Frequent patterns mining (frequent pattern Mining) _ Data Mining

Source: Internet
Author: User

Frequent patterns mining (frequent pattern Mining) is a kind of mining commonly used in data mining, which is a frequent pattern mining algorithm called Apriori. First look at what is called frequent mode. ~ is the pattern that often comes together, the "pattern" here is a more abstract concept, we look at a specific example, that is the famous "beer and diapers" story ~ said that in the United States have babies in the family, is usually the mother at home to look after the baby, the young father went to the supermarket to buy diapers. When a father buys a diaper, he often buys his own beer, so that the two seemingly unrelated items of beer and diapers often appear in the same shopping basket. If the young father can only buy one of these two items in the store, he is likely to give up shopping and go to another store until he can buy both beer and diapers at once. Wal-Mart found this unique phenomenon and began trying to place beer and diapers in the same area in the store, so that the young father can find the two products at the same time, and quickly finished shopping, and Wal-Mart can allow these customers to buy two items at a time, rather than one, thus obtaining a good sales income of goods, which is The origin of the "beer and diapers" story. For example, in the supermarket sales record, often found that milk and bread are often bought together, then the milk and bread of these two item often together now in the sales record, so here milk and bread is one can be seen as a frequent pattern, of course, look at the milk alone, look at the bread alone, but also frequent mode.

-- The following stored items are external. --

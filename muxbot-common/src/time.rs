//! Timestamp utilities

use chrono::{DateTime, Duration, TimeZone, Utc};

/// Get current UTC timestamp
pub fn now() -> DateTime<Utc> {
    Utc::now()
}

/// Convert epoch milliseconds to a UTC timestamp (None if out of range)
pub fn millis_to_datetime(millis: i64) -> Option<DateTime<Utc>> {
    Utc.timestamp_millis_opt(millis).single()
}

/// True if `at` is strictly older than `retention` relative to `now`
pub fn is_expired(at: DateTime<Utc>, retention: Duration, now: DateTime<Utc>) -> bool {
    now.signed_duration_since(at) > retention
}
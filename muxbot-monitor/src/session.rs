//! Monitored session state
//!
//! One [`MonitoredSession`] exists per polling task and is owned by it; the
//! engine and task results mutate it only through `&mut` on that task.

use crate::records::EnrichmentData;
use chrono::{DateTime, Utc};
use reqwest::Url;
use serde::Serialize;

/// Once-only enrichment write state
#[derive(Debug, Clone, Copy, PartialEq, Eq)]
pub enum EnrichmentState {
    NotSent,
    /// A bundle job is in flight
    Sending,
    Sent { at: DateTime<Utc> },
}

impl EnrichmentState {
    pub fn label(&self) -> &'static str {
        match self {
            EnrichmentState::NotSent => "not_sent",
            EnrichmentState::Sending => "sending",
            EnrichmentState::Sent { .. } => "sent",
        }
    }
}

/// One-shot fill-if-empty follow-up after a failed bundle write
#[derive(Debug, Clone, PartialEq)]
pub enum BackfillState {
    Idle,
    /// Due on the next tick
    Pending(EnrichmentData),
    /// Waiting for the background record fetch
    AwaitingData,
    InFlight,
    Done,
}

#[derive(Debug, Clone)]
pub struct MonitoredSession {
    pub session_key: String,
    /// Display order; de-duplicated
    pub event_ids: Vec<String>,
    pub observed_peak: u64,
    pub remote_peak: u64,
    pub display_name: String,
    pub enrichment: EnrichmentState,
    pub enrichment_data: Option<EnrichmentData>,
    pub fetch_in_progress: bool,
    pub backfill: BackfillState,
    pub initial_fill_done: bool,
}

impl MonitoredSession {
    pub fn new(event_ids: Vec<String>) -> Self {
        let mut ids: Vec<String> = Vec::with_capacity(event_ids.len());
        for id in event_ids {
            let id = id.trim().to_string();
            if !id.is_empty() && !ids.contains(&id) {
                ids.push(id);
            }
        }

        Self {
            session_key: session_key_for(&ids),
            event_ids: ids,
            observed_peak: 0,
            remote_peak: 0,
            display_name: String::new(),
            enrichment: EnrichmentState::NotSent,
            enrichment_data: None,
            fetch_in_progress: false,
            backfill: BackfillState::Idle,
            initial_fill_done: false,
        }
    }

    pub fn enrichment_sent(&self) -> bool {
        matches!(self.enrichment, EnrichmentState::Sent { .. })
    }

    /// First id in display order; used as the basic row's id column
    pub fn primary_id(&self) -> &str {
        self.event_ids.first().map(String::as_str).unwrap_or("")
    }

    /// `"PEAK: <max> | <name or (n ID(s))>"`
    pub fn title(&self) -> String {
        let peak = self.observed_peak.max(self.remote_peak);
        if self.display_name.is_empty() {
            format!("PEAK: {} | ({} ID(s))", peak, self.event_ids.len())
        } else {
            format!("PEAK: {} | {}", peak, self.display_name)
        }
    }

    pub fn snapshot(&self) -> SessionSnapshot {
        SessionSnapshot {
            session_key: self.session_key.clone(),
            event_ids: self.event_ids.clone(),
            display_name: self.display_name.clone(),
            observed_peak: self.observed_peak,
            remote_peak: self.remote_peak,
            enrichment: self.enrichment.label(),
            enrichment_sent_at: match self.enrichment {
                EnrichmentState::Sent { at } => Some(at),
                _ => None,
            },
            records_loaded: self.enrichment_data.is_some(),
            fetch_in_progress: self.fetch_in_progress,
            title: self.title(),
            updated_at: muxbot_common::time::now(),
        }
    }
}

/// Read-only view served by `/status`
#[derive(Debug, Clone, PartialEq, Serialize)]
pub struct SessionSnapshot {
    pub session_key: String,
    pub event_ids: Vec<String>,
    pub display_name: String,
    pub observed_peak: u64,
    pub remote_peak: u64,
    pub enrichment: &'static str,
    pub enrichment_sent_at: Option<DateTime<Utc>>,
    pub records_loaded: bool,
    pub fetch_in_progress: bool,
    pub title: String,
    pub updated_at: DateTime<Utc>,
}

/// Sorted, de-duplicated ids joined with `", "`
pub fn session_key_for(event_ids: &[String]) -> String {
    let mut ids: Vec<&str> = event_ids
        .iter()
        .map(|id| id.trim())
        .filter(|id| !id.is_empty())
        .collect();
    ids.sort_unstable();
    ids.dedup();
    ids.join(", ")
}

/// Event ids from `filters[n]=video_id:<id>` query parameters
///
/// Ids are URL-decoded and de-duplicated in order of appearance. An
/// unparseable URL yields no ids.
pub fn extract_event_ids_from_url(dashboard_url: &str) -> Vec<String> {
    let Ok(url) = Url::parse(dashboard_url) else {
        return Vec::new();
    };

    let mut ids: Vec<String> = Vec::new();
    for (key, value) in url.query_pairs() {
        let is_filter = key
            .strip_prefix("filters[")
            .and_then(|rest| rest.strip_suffix(']'))
            .is_some_and(|index| index.bytes().all(|b| b.is_ascii_digit()));
        if !is_filter {
            continue;
        }
        if let Some(id) = value.strip_prefix("video_id:") {
            let id = id.to_string();
            if !id.is_empty() && !ids.contains(&id) {
                ids.push(id);
            }
        }
    }
    ids
}

#[cfg(test)]
mod tests {
    use super::*;

    fn ids(values: &[&str]) -> Vec<String> {
        values.iter().map(|v| v.to_string()).collect()
    }

    #[test]
    fn test_session_key_is_order_independent() {
        assert_eq!(session_key_for(&ids(&["b", "a", "b"])), "a, b");
        assert_eq!(session_key_for(&ids(&["a", "b"])), "a, b");
        assert_eq!(session_key_for(&ids(&["evt-1"])), "evt-1");
        assert_eq!(session_key_for(&ids(&[" ", ""])), "");
    }

    #[test]
    fn test_new_session_dedups_in_display_order() {
        let session = MonitoredSession::new(ids(&["z", "a", "z"]));
        assert_eq!(session.event_ids, ids(&["z", "a"]));
        assert_eq!(session.session_key, "a, z");
        assert_eq!(session.primary_id(), "z");
        assert_eq!(session.enrichment, EnrichmentState::NotSent);
        assert!(!session.enrichment_sent());
    }

    #[test]
    fn test_title_uses_max_peak_and_fallback_name() {
        let mut session = MonitoredSession::new(ids(&["a", "b"]));
        session.observed_peak = 40;
        session.remote_peak = 55;
        assert_eq!(session.title(), "PEAK: 55 | (2 ID(s))");

        session.display_name = "Final".to_string();
        assert_eq!(session.title(), "PEAK: 55 | Final");
    }

    #[test]
    fn test_extract_ids_from_dashboard_url() {
        let url = "https://dashboard.mux.com/org/env/metrics/viewers?\
                   filters%5B0%5D=video_id%3Aabc123&filters%5B1%5D=video_id%3Adef%2D456\
                   &filters%5B2%5D=video_id%3Aabc123&filters%5B3%5D=country%3AAR&timeframe=24h";
        assert_eq!(extract_event_ids_from_url(url), ids(&["abc123", "def-456"]));
    }

    #[test]
    fn test_extract_ids_from_bad_url() {
        assert!(extract_event_ids_from_url("not a url").is_empty());
        assert!(extract_event_ids_from_url("https://dashboard.mux.com/?x=1").is_empty());
    }

    #[test]
    fn test_snapshot_reflects_state() {
        let mut session = MonitoredSession::new(ids(&["evt-1"]));
        session.observed_peak = 12;
        session.enrichment = EnrichmentState::Sending;

        let snapshot = session.snapshot();
        assert_eq!(snapshot.session_key, "evt-1");
        assert_eq!(snapshot.enrichment, "sending");
        assert_eq!(snapshot.enrichment_sent_at, None);
        assert_eq!(snapshot.title, "PEAK: 12 | (1 ID(s))");
    }
}
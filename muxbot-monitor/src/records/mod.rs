//! Enrichment record source
//!
//! Records live in an Airtable-style table keyed by event identifier.
//! [`catalog`] maps their fields onto destination spreadsheet cells.

pub mod catalog;

pub use catalog::{CellMap, EnrichmentData};

use async_trait::async_trait;
use reqwest::Url;
use serde::Deserialize;
use serde_json::{Map, Value};
use std::time::Duration;
use thiserror::Error;
use tracing::{debug, info};

const REQUEST_TIMEOUT: Duration = Duration::from_secs(30);

/// Record source errors
#[derive(Debug, Error)]
pub enum RecordError {
    #[error("Record source not configured: {0}")]
    NotConfigured(String),

    #[error("Network error: {0}")]
    NetworkError(String),

    #[error("API error {0}: {1}")]
    ApiError(u16, String),

    #[error("Parse error: {0}")]
    ParseError(String),
}

/// One table record
#[derive(Debug, Clone, Default, Deserialize, PartialEq)]
pub struct Record {
    pub id: String,
    #[serde(default)]
    pub fields: Map<String, Value>,
}

/// Fetches records for a set of event ids
#[async_trait]
pub trait RecordSource: Send + Sync {
    async fn fetch_records(&self, event_ids: &[String]) -> Result<Vec<Record>, RecordError>;
}

#[derive(Debug, Deserialize)]
struct ListResponse {
    #[serde(default)]
    records: Vec<Record>,
    offset: Option<String>,
}

/// Connection settings for [`AirtableClient`]
#[derive(Debug, Clone)]
pub struct AirtableSettings {
    pub api_url: String,
    pub base_id: String,
    pub table_id: String,
    pub token: String,
    /// Field whose text contains the event ids
    pub id_field: String,
}

/// Airtable REST client
pub struct AirtableClient {
    http_client: reqwest::Client,
    settings: AirtableSettings,
}

impl AirtableClient {
    pub fn new(settings: AirtableSettings) -> Result<Self, RecordError> {
        let http_client = reqwest::Client::builder()
            .timeout(REQUEST_TIMEOUT)
            .build()
            .map_err(|e| RecordError::NetworkError(e.to_string()))?;

        Ok(Self {
            http_client,
            settings,
        })
    }

    fn table_url(&self) -> String {
        format!(
            "{}/v0/{}/{}",
            self.settings.api_url.trim_end_matches('/'),
            self.settings.base_id,
            self.settings.table_id
        )
    }

    async fn fetch_page(&self, formula: &str, offset: Option<&str>) -> Result<ListResponse, RecordError> {
        let mut params = vec![("filterByFormula", formula)];
        if let Some(offset) = offset {
            params.push(("offset", offset));
        }
        let url = Url::parse_with_params(&self.table_url(), &params)
            .map_err(|e| RecordError::NotConfigured(format!("invalid table url: {}", e)))?;

        debug!(url = %url, "Querying record source");

        let response = self
            .http_client
            .get(url)
            .bearer_auth(&self.settings.token)
            .send()
            .await
            .map_err(|e| RecordError::NetworkError(e.to_string()))?;

        let status = response.status();
        if !status.is_success() {
            let error_text = response.text().await.unwrap_or_default();
            return Err(RecordError::ApiError(status.as_u16(), error_text));
        }

        response
            .json()
            .await
            .map_err(|e| RecordError::ParseError(e.to_string()))
    }
}

#[async_trait]
impl RecordSource for AirtableClient {
    async fn fetch_records(&self, event_ids: &[String]) -> Result<Vec<Record>, RecordError> {
        if event_ids.is_empty() {
            return Ok(Vec::new());
        }

        let formula = match_any_formula(&self.settings.id_field, event_ids);
        let mut records = Vec::new();
        let mut offset: Option<String> = None;

        loop {
            let page = self.fetch_page(&formula, offset.as_deref()).await?;
            records.extend(page.records);
            match page.offset {
                Some(next) => offset = Some(next),
                None => break,
            }
        }

        info!(ids = event_ids.len(), records = records.len(), "Fetched enrichment records");
        Ok(records)
    }
}

/// Source used when no record table is configured
pub struct UnconfiguredSource;

#[async_trait]
impl RecordSource for UnconfiguredSource {
    async fn fetch_records(&self, _event_ids: &[String]) -> Result<Vec<Record>, RecordError> {
        Err(RecordError::NotConfigured(
            "records.base_id / records.table_id / records.token".to_string(),
        ))
    }
}

/// `OR(FIND("id1", {field}), FIND("id2", {field}), ...)`
pub fn match_any_formula(id_field: &str, event_ids: &[String]) -> String {
    let clauses: Vec<String> = event_ids
        .iter()
        .map(|id| format!("FIND(\"{}\", {{{}}})", id.replace('"', "\\\""), id_field))
        .collect();
    format!("OR({})", clauses.join(", "))
}

#[cfg(test)]
mod tests {
    use super::*;

    #[test]
    fn test_formula_for_several_ids() {
        let ids = vec!["abc".to_string(), "d\"ef".to_string()];
        assert_eq!(
            match_any_formula("Live | Edit ID/Stream ID", &ids),
            r#"OR(FIND("abc", {Live | Edit ID/Stream ID}), FIND("d\"ef", {Live | Edit ID/Stream ID}))"#
        );
    }

    #[test]
    fn test_list_response_parses_records() {
        let body = r#"{"records":[{"id":"rec1","createdTime":"x","fields":{"Title ENG":"Final"}},{"id":"rec2"}],"offset":"itr/2"}"#;
        let parsed: ListResponse = serde_json::from_str(body).unwrap();

        assert_eq!(parsed.records.len(), 2);
        assert_eq!(parsed.records[0].fields["Title ENG"], "Final");
        assert!(parsed.records[1].fields.is_empty());
        assert_eq!(parsed.offset.as_deref(), Some("itr/2"));
    }

    #[test]
    fn test_table_url_trims_trailing_slash() {
        let client = AirtableClient::new(AirtableSettings {
            api_url: "https://api.airtable.com/".to_string(),
            base_id: "appX".to_string(),
            table_id: "tblY".to_string(),
            token: "t".to_string(),
            id_field: "f".to_string(),
        })
        .unwrap();
        assert_eq!(client.table_url(), "https://api.airtable.com/v0/appX/tblY");
    }

    #[tokio::test]
    async fn test_unconfigured_source_errors() {
        let result = UnconfiguredSource.fetch_records(&["a".to_string()]).await;
        assert!(matches!(result, Err(RecordError::NotConfigured(_))));
    }
}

So frequent pattern mining is to find out these frequently occurring patterns, as for this "frequent" is how to define it. That depends on the settings in the algorithm. We look at the Apriori algorithm, first of all need to introduce a few concepts to facilitate the understanding of the algorithm:

1 Support degree: Represents the proportion of an item collection appearing in the datasheet.

2 K-candidate set: a combination of frequent sets of K-1 items, the support degree is greater than or equal to the specified support degree of a set of K, for computing K frequent set use.

3 K-Item frequent set: The support degree is greater than or equal to the specified support degree containing a K-item set, calculated by the K candidate set. After reading these three definitions, is not very vacant ... I used to like to give examples, because it is easy to understand the example, the following example to see the algorithm, we will understand the above terminology is what.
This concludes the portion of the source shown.